▶ [PROBLEM REQUIREMENTS] Among the entries below, find each line with "filepath" and show it.

**** DATA FOR ANALYSIS

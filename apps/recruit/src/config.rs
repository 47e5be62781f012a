use std::path::PathBuf;
use std::time::Duration;

use anyhow::{Context, Result};

use crate::errors::AppError;

const DEFAULT_OPENROUTER_BASE_URL: &str = "https://openrouter.ai/api/v1";
const DEFAULT_FILTER_MODEL: &str = "anthropic/claude-haiku-4.5";
const DEFAULT_FILTER_MAX_TOKENS: u32 = 200;
const DEFAULT_MAX_PROFILE_CHARS: usize = 2000;
const DEFAULT_REQUEST_TIMEOUT_SECS: u64 = 60;

/// Application configuration loaded from `.env` and environment variables.
///
/// API keys are optional at load time: `history` and `version` work without
/// them, and each command asks for the key it needs via `require_*`.
#[derive(Debug, Clone)]
pub struct Config {
    pub exa_api_key: Option<String>,
    pub openrouter_api_key: Option<String>,
    pub openrouter_base_url: String,
    pub filter_model: String,
    pub filter_max_tokens: u32,
    pub max_profile_chars: usize,
    pub request_timeout: Duration,
    pub history_db_path: PathBuf,
    pub rust_log: String,
}

impl Config {
    pub fn from_env() -> Result<Self> {
        dotenvy::dotenv().ok(); // load .env if present; ignore if missing

        Ok(Config {
            exa_api_key: optional_env("EXA_API_KEY"),
            openrouter_api_key: optional_env("OPENROUTER_API_KEY"),
            openrouter_base_url: optional_env("OPENROUTER_BASE_URL")
                .unwrap_or_else(|| DEFAULT_OPENROUTER_BASE_URL.to_string()),
            filter_model: optional_env("RECRUIT_FILTER_MODEL")
                .unwrap_or_else(|| DEFAULT_FILTER_MODEL.to_string()),
            filter_max_tokens: parse_env("RECRUIT_FILTER_MAX_TOKENS", DEFAULT_FILTER_MAX_TOKENS)?,
            max_profile_chars: parse_env("RECRUIT_MAX_PROFILE_CHARS", DEFAULT_MAX_PROFILE_CHARS)?,
            request_timeout: Duration::from_secs(parse_env(
                "RECRUIT_REQUEST_TIMEOUT_SECS",
                DEFAULT_REQUEST_TIMEOUT_SECS,
            )?),
            history_db_path: match optional_env("RECRUIT_HISTORY_DB") {
                Some(path) => PathBuf::from(path),
                None => default_history_path().context(
                    "Could not determine the home directory; set RECRUIT_HISTORY_DB",
                )?,
            },
            rust_log: optional_env("RUST_LOG").unwrap_or_else(|| "warn".to_string()),
        })
    }

    pub fn require_exa_key(&self) -> Result<&str, AppError> {
        self.exa_api_key
            .as_deref()
            .ok_or(AppError::MissingCredential("EXA_API_KEY"))
    }

    pub fn require_openrouter_key(&self) -> Result<&str, AppError> {
        self.openrouter_api_key
            .as_deref()
            .ok_or(AppError::MissingCredential("OPENROUTER_API_KEY"))
    }
}

/// Masks a secret for display: first 8 and last 4 characters.
pub fn redact(secret: &str) -> String {
    let chars: Vec<char> = secret.chars().collect();
    if chars.len() <= 12 {
        return "*".repeat(chars.len());
    }
    let head: String = chars[..8].iter().collect();
    let tail: String = chars[chars.len() - 4..].iter().collect();
    format!("{head}...{tail}")
}

fn optional_env(key: &str) -> Option<String> {
    std::env::var(key).ok().filter(|v| !v.trim().is_empty())
}

fn parse_env<T>(key: &str, default: T) -> Result<T>
where
    T: std::str::FromStr,
    T::Err: std::error::Error + Send + Sync + 'static,
{
    match optional_env(key) {
        Some(raw) => raw
            .parse::<T>()
            .with_context(|| format!("Environment variable '{key}' has an invalid value '{raw}'")),
        None => Ok(default),
    }
}

/// `~/.config/exa-recruit/history.db`, or `None` when the platform reports no home directory.
fn default_history_path() -> Option<PathBuf> {
    dirs::home_dir().map(|home| home.join(".config").join("exa-recruit").join("history.db"))
}

#[cfg(test)]
mod tests {
    use super::*;

    fn config_without_keys() -> Config {
        Config {
            exa_api_key: None,
            openrouter_api_key: None,
            openrouter_base_url: DEFAULT_OPENROUTER_BASE_URL.to_string(),
            filter_model: DEFAULT_FILTER_MODEL.to_string(),
            filter_max_tokens: DEFAULT_FILTER_MAX_TOKENS,
            max_profile_chars: DEFAULT_MAX_PROFILE_CHARS,
            request_timeout: Duration::from_secs(DEFAULT_REQUEST_TIMEOUT_SECS),
            history_db_path: PathBuf::from("history.db"),
            rust_log: "warn".to_string(),
        }
    }

    #[test]
    fn test_require_openrouter_key_missing_is_credential_error() {
        let config = config_without_keys();
        let err = config.require_openrouter_key().unwrap_err();
        assert!(matches!(err, AppError::MissingCredential("OPENROUTER_API_KEY")));
    }

    #[test]
    fn test_require_exa_key_present() {
        let mut config = config_without_keys();
        config.exa_api_key = Some("exa-123".to_string());
        assert_eq!(config.require_exa_key().unwrap(), "exa-123");
    }

    #[test]
    fn test_redact_keeps_head_and_tail() {
        assert_eq!(redact("sk-or-v1-abcdef123456"), "sk-or-v1...3456");
    }

    #[test]
    fn test_redact_short_secret_fully_masked() {
        assert_eq!(redact("short"), "*****");
    }

    #[test]
    fn test_default_history_path_is_under_home_dir() {
        let home = dirs::home_dir().expect("test environment has a home directory");
        let path = default_history_path().unwrap();
        assert!(path.starts_with(&home));
        assert!(path.ends_with(".config/exa-recruit/history.db"));
    }
}
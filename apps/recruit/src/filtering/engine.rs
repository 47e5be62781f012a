//! Filtering Core — classifies every candidate under a shared concurrency cap
//! and partitions the results into matched and rejected.
//!
//! Flow: resolve credential → build criteria → one worker per candidate
//! (bounded by a semaphore) → join in input order → partition by threshold.
//!
//! Every input candidate comes back in exactly one of the two lists. The only
//! error surfaced to callers is a missing credential, raised before any request.

use std::time::Duration;

use futures::future::join_all;
use serde::Serialize;
use tokio::sync::Semaphore;
use tokio::time::Instant;
use tracing::{info, warn};

use crate::config::Config;
use crate::errors::AppError;
use crate::filtering::criteria::{build_criteria, FilterSpec};
use crate::filtering::prompts::build_prompt;
use crate::filtering::verdict::Verdict;
use crate::filtering::worker::{classify_candidate, Classifier, RetryPolicy};
use crate::llm_client::{LlmClient, LlmSettings};
use crate::models::candidate::Candidate;

pub const DEFAULT_CONFIDENCE_THRESHOLD: f64 = 0.6;
pub const STRICT_CONFIDENCE_THRESHOLD: f64 = 0.8;
pub const DEFAULT_CONCURRENCY_LIMIT: usize = 20;
const DEFAULT_MAX_PROFILE_CHARS: usize = 2000;

/// Reason recorded for candidates still unresolved when the run deadline passes.
pub const DEADLINE_EXCEEDED_REASON: &str = "run deadline exceeded";

/// Knobs for a single filtering run.
#[derive(Debug, Clone)]
pub struct FilterOptions {
    /// Inclusive lower bound on confidence for a match to count.
    pub confidence_threshold: f64,
    /// Maximum classification requests in flight at once.
    pub concurrency_limit: usize,
    pub max_profile_chars: usize,
    pub retry: RetryPolicy,
    /// Overall wall-clock budget for the run.
    pub deadline: Option<Duration>,
}

impl Default for FilterOptions {
    fn default() -> Self {
        Self {
            confidence_threshold: DEFAULT_CONFIDENCE_THRESHOLD,
            concurrency_limit: DEFAULT_CONCURRENCY_LIMIT,
            max_profile_chars: DEFAULT_MAX_PROFILE_CHARS,
            retry: RetryPolicy::default(),
            deadline: None,
        }
    }
}

/// A candidate paired with its verdict.
#[derive(Debug, Clone, Serialize)]
pub struct ClassificationOutcome {
    pub candidate: Candidate,
    pub verdict: Verdict,
}

/// Matched and rejected outcomes, each in original input order.
#[derive(Debug, Clone, Default)]
pub struct FilterResult {
    pub matched: Vec<ClassificationOutcome>,
    pub rejected: Vec<ClassificationOutcome>,
}

impl FilterResult {
    pub fn total(&self) -> usize {
        self.matched.len() + self.rejected.len()
    }
}

/// Classifies `candidates` against the OpenRouter endpoint configured in `config`.
///
/// Fails with `AppError::MissingCredential` before issuing any request when no
/// API key is configured. Per-candidate failures never fail the run.
pub async fn classify_all(
    config: &Config,
    candidates: Vec<Candidate>,
    query: &str,
    spec: Option<&FilterSpec>,
    options: &FilterOptions,
) -> Result<FilterResult, AppError> {
    let api_key = config.require_openrouter_key()?;
    let client = LlmClient::new(LlmSettings::from_config(config, api_key))?;
    info!("LLM client initialized (model: {})", client.model());

    Ok(run_filter(&client, candidates, query, spec, options).await)
}

/// Runs the classify-and-partition pipeline with an arbitrary classifier.
pub async fn run_filter(
    classifier: &dyn Classifier,
    candidates: Vec<Candidate>,
    query: &str,
    spec: Option<&FilterSpec>,
    options: &FilterOptions,
) -> FilterResult {
    let attempted = candidates.len();
    info!(
        "Filtering {} candidates (concurrency={}, threshold={})",
        attempted, options.concurrency_limit, options.confidence_threshold
    );

    let criteria = build_criteria(query, spec);
    let permits = Semaphore::new(options.concurrency_limit.clamp(1, Semaphore::MAX_PERMITS));
    // a budget past the end of representable time means no deadline
    let deadline = options
        .deadline
        .and_then(|budget| Instant::now().checked_add(budget));

    let workers = candidates.into_iter().map(|candidate| {
        let prompt = build_prompt(&candidate, &criteria, options.max_profile_chars);
        let permits = &permits;
        async move {
            let work = classify_candidate(classifier, &candidate, &prompt, permits, &options.retry);
            let verdict = match deadline {
                Some(deadline) => match tokio::time::timeout_at(deadline, work).await {
                    Ok(verdict) => verdict,
                    Err(_) => {
                        warn!("Run deadline reached before {} was classified", candidate.name);
                        Verdict::failure(DEADLINE_EXCEEDED_REASON)
                    }
                },
                None => work.await,
            };
            ClassificationOutcome { candidate, verdict }
        }
    });

    // join_all yields results in submission order, not completion order
    let outcomes = join_all(workers).await;
    let result = partition(outcomes, options.confidence_threshold);

    info!(
        "Filtered: {} → {} matched, {} rejected",
        attempted,
        result.matched.len(),
        result.rejected.len()
    );

    result
}

/// Splits outcomes by `verdict.match && confidence >= threshold`, keeping order.
pub fn partition(outcomes: Vec<ClassificationOutcome>, threshold: f64) -> FilterResult {
    let (matched, rejected) = outcomes
        .into_iter()
        .partition(|outcome| outcome.verdict.passes(threshold));
    FilterResult { matched, rejected }
}
//! CSV export of search and filter results, and CSV import for re-filtering.
//!
//! Files are named `{query-slug}-{YYYY-MM-DD}.csv` and appended to when the same
//! query runs again on the same day; the header is only written to new files.

use std::collections::HashMap;
use std::fs::{self, OpenOptions};
use std::path::{Path, PathBuf};

use anyhow::Context;
use chrono::Utc;
use serde::Serialize;
use tracing::info;

use crate::errors::AppError;
use crate::filtering::engine::ClassificationOutcome;
use crate::models::candidate::{Candidate, HIGHLIGHT_SEPARATOR};
use crate::search::SearchResponse;

const SLUG_MAX_LEN: usize = 50;

#[derive(Debug, Serialize)]
struct ResultRow<'a> {
    timestamp: &'a str,
    name: &'a str,
    linkedin_url: &'a str,
    title: &'a str,
    query: &'a str,
    highlights: String,
}

#[derive(Debug, Serialize)]
struct FilteredRow<'a> {
    timestamp: &'a str,
    name: &'a str,
    linkedin_url: &'a str,
    title: &'a str,
    query: &'a str,
    highlights: String,
    #[serde(rename = "match")]
    is_match: bool,
    confidence: String,
    reason: &'a str,
    current_company: &'a str,
    current_role: &'a str,
    graduation_year: &'a str,
}

/// Paths written by `export_filtered_csv`.
#[derive(Debug, Clone, Serialize)]
pub struct FilteredExport {
    pub matched_path: PathBuf,
    pub rejected_path: Option<PathBuf>,
}

/// Candidates read back from a CSV, plus the query recorded in it (if any).
#[derive(Debug, Clone)]
pub struct ImportedCandidates {
    pub candidates: Vec<Candidate>,
    pub query: Option<String>,
}

/// Lowercases, drops punctuation, and joins words with single hyphens.
pub fn slugify(text: &str, max_len: usize) -> String {
    let mut slug = String::new();
    let mut pending_hyphen = false;

    for c in text.trim().to_lowercase().chars() {
        if c.is_alphanumeric() {
            if pending_hyphen && !slug.is_empty() {
                slug.push('-');
            }
            pending_hyphen = false;
            slug.push(c);
        } else if c.is_whitespace() || c == '-' || c == '_' {
            pending_hyphen = true;
        }
    }

    slug.chars().take(max_len).collect()
}

/// `{slug}-{YYYY-MM-DD}.csv` for today's date in UTC.
pub fn auto_filename(query: &str) -> String {
    format!("{}-{}.csv", slugify(query, SLUG_MAX_LEN), today())
}

/// Appends raw search results to the query's daily CSV and returns its path.
pub fn export_csv(response: &SearchResponse, output_dir: &Path) -> Result<PathBuf, AppError> {
    ensure_dir(output_dir)?;
    let filepath = output_dir.join(auto_filename(&response.query));
    let timestamp = now_timestamp();

    let mut writer = append_writer(&filepath)?;
    for candidate in &response.results {
        writer.serialize(ResultRow {
            timestamp: &timestamp,
            name: &candidate.name,
            linkedin_url: &candidate.linkedin_url,
            title: candidate.title.as_deref().unwrap_or_default(),
            query: &response.query,
            highlights: candidate.joined_highlights(),
        })?;
    }
    writer.flush()?;

    info!("Exported {} results to {}", response.results.len(), filepath.display());
    Ok(filepath)
}

/// Writes matched candidates to `{slug}-filtered-{date}.csv` and, when there
/// are any, rejected candidates to `{slug}-rejected-{date}.csv`.
pub fn export_filtered_csv(
    matched: &[ClassificationOutcome],
    rejected: &[ClassificationOutcome],
    query: &str,
    output_dir: &Path,
) -> Result<FilteredExport, AppError> {
    ensure_dir(output_dir)?;
    let slug = slugify(query, SLUG_MAX_LEN);
    let date = today();
    let timestamp = now_timestamp();

    let matched_path = output_dir.join(format!("{slug}-filtered-{date}.csv"));
    write_filtered(&matched_path, matched, query, &timestamp)?;

    let rejected_path = if rejected.is_empty() {
        None
    } else {
        let path = output_dir.join(format!("{slug}-rejected-{date}.csv"));
        write_filtered(&path, rejected, query, &timestamp)?;
        Some(path)
    };

    Ok(FilteredExport {
        matched_path,
        rejected_path,
    })
}

/// Reads candidates from a CSV produced by this tool or by hand.
///
/// Header names are matched case-insensitively with spaces treated as
/// underscores; profile text comes from `text` or `text_snippet`. Rows with
/// missing trailing fields read them as empty, and extra fields are ignored.
pub fn read_candidates(path: &Path) -> Result<ImportedCandidates, AppError> {
    let mut reader = csv::ReaderBuilder::new()
        .flexible(true)
        .from_path(path)
        .with_context(|| format!("Failed to open {}", path.display()))?;

    let headers: Vec<String> = reader
        .headers()?
        .iter()
        .map(|h| h.trim().to_lowercase().replace(' ', "_"))
        .collect();

    let mut candidates = Vec::new();
    let mut query = None;

    for record in reader.records() {
        let record = record?;
        let row: HashMap<&str, &str> = headers
            .iter()
            .map(String::as_str)
            .zip(record.iter())
            .collect();
        let field = |key: &str| row.get(key).copied().unwrap_or_default();

        if query.is_none() && !field("query").is_empty() {
            query = Some(field("query").to_string());
        }

        let highlights = field("highlights");
        let text = match field("text") {
            "" => field("text_snippet"),
            text => text,
        };

        candidates.push(
            Candidate::new(field("name"), field("linkedin_url"))
                .with_title(field("title"))
                .with_highlights(if highlights.is_empty() {
                    Vec::new()
                } else {
                    highlights.split(HIGHLIGHT_SEPARATOR).map(str::to_string).collect()
                })
                .with_text(text),
        );
    }

    Ok(ImportedCandidates { candidates, query })
}

fn write_filtered(
    path: &Path,
    outcomes: &[ClassificationOutcome],
    query: &str,
    timestamp: &str,
) -> Result<(), AppError> {
    let mut writer = append_writer(path)?;
    for ClassificationOutcome { candidate, verdict } in outcomes {
        writer.serialize(FilteredRow {
            timestamp,
            name: &candidate.name,
            linkedin_url: &candidate.linkedin_url,
            title: candidate.title.as_deref().unwrap_or_default(),
            query,
            highlights: candidate.joined_highlights(),
            is_match: verdict.is_match,
            confidence: format!("{:.2}", verdict.confidence),
            reason: &verdict.reason,
            current_company: verdict.current_company.as_deref().unwrap_or_default(),
            current_role: verdict.current_role.as_deref().unwrap_or_default(),
            graduation_year: verdict.graduation_year.as_deref().unwrap_or_default(),
        })?;
    }
    writer.flush()?;
    Ok(())
}

/// Opens `path` for appending; the header row is only emitted for new or empty files.
fn append_writer(path: &Path) -> Result<csv::Writer<fs::File>, AppError> {
    let has_content = fs::metadata(path).map(|m| m.len() > 0).unwrap_or(false);
    let file = OpenOptions::new()
        .create(true)
        .append(true)
        .open(path)
        .with_context(|| format!("Failed to open {} for writing", path.display()))?;

    Ok(csv::WriterBuilder::new()
        .has_headers(!has_content)
        .from_writer(file))
}

fn ensure_dir(dir: &Path) -> Result<(), AppError> {
    fs::create_dir_all(dir)
        .with_context(|| format!("Failed to create output directory {}", dir.display()))?;
    Ok(())
}

fn today() -> String {
    Utc::now().format("%Y-%m-%d").to_string()
}

fn now_timestamp() -> String {
    Utc::now().format("%Y-%m-%d %H:%M").to_string()
}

********

▶ [RESPONSE TO THIS EXERCISE]
    let filepath = output_dir.join(auto_filename(&response.query));
    let mut writer = append_writer(&filepath)?;
    info!("Exported {} results to {}", response.results.len(), filepath.display());
    Ok(filepath)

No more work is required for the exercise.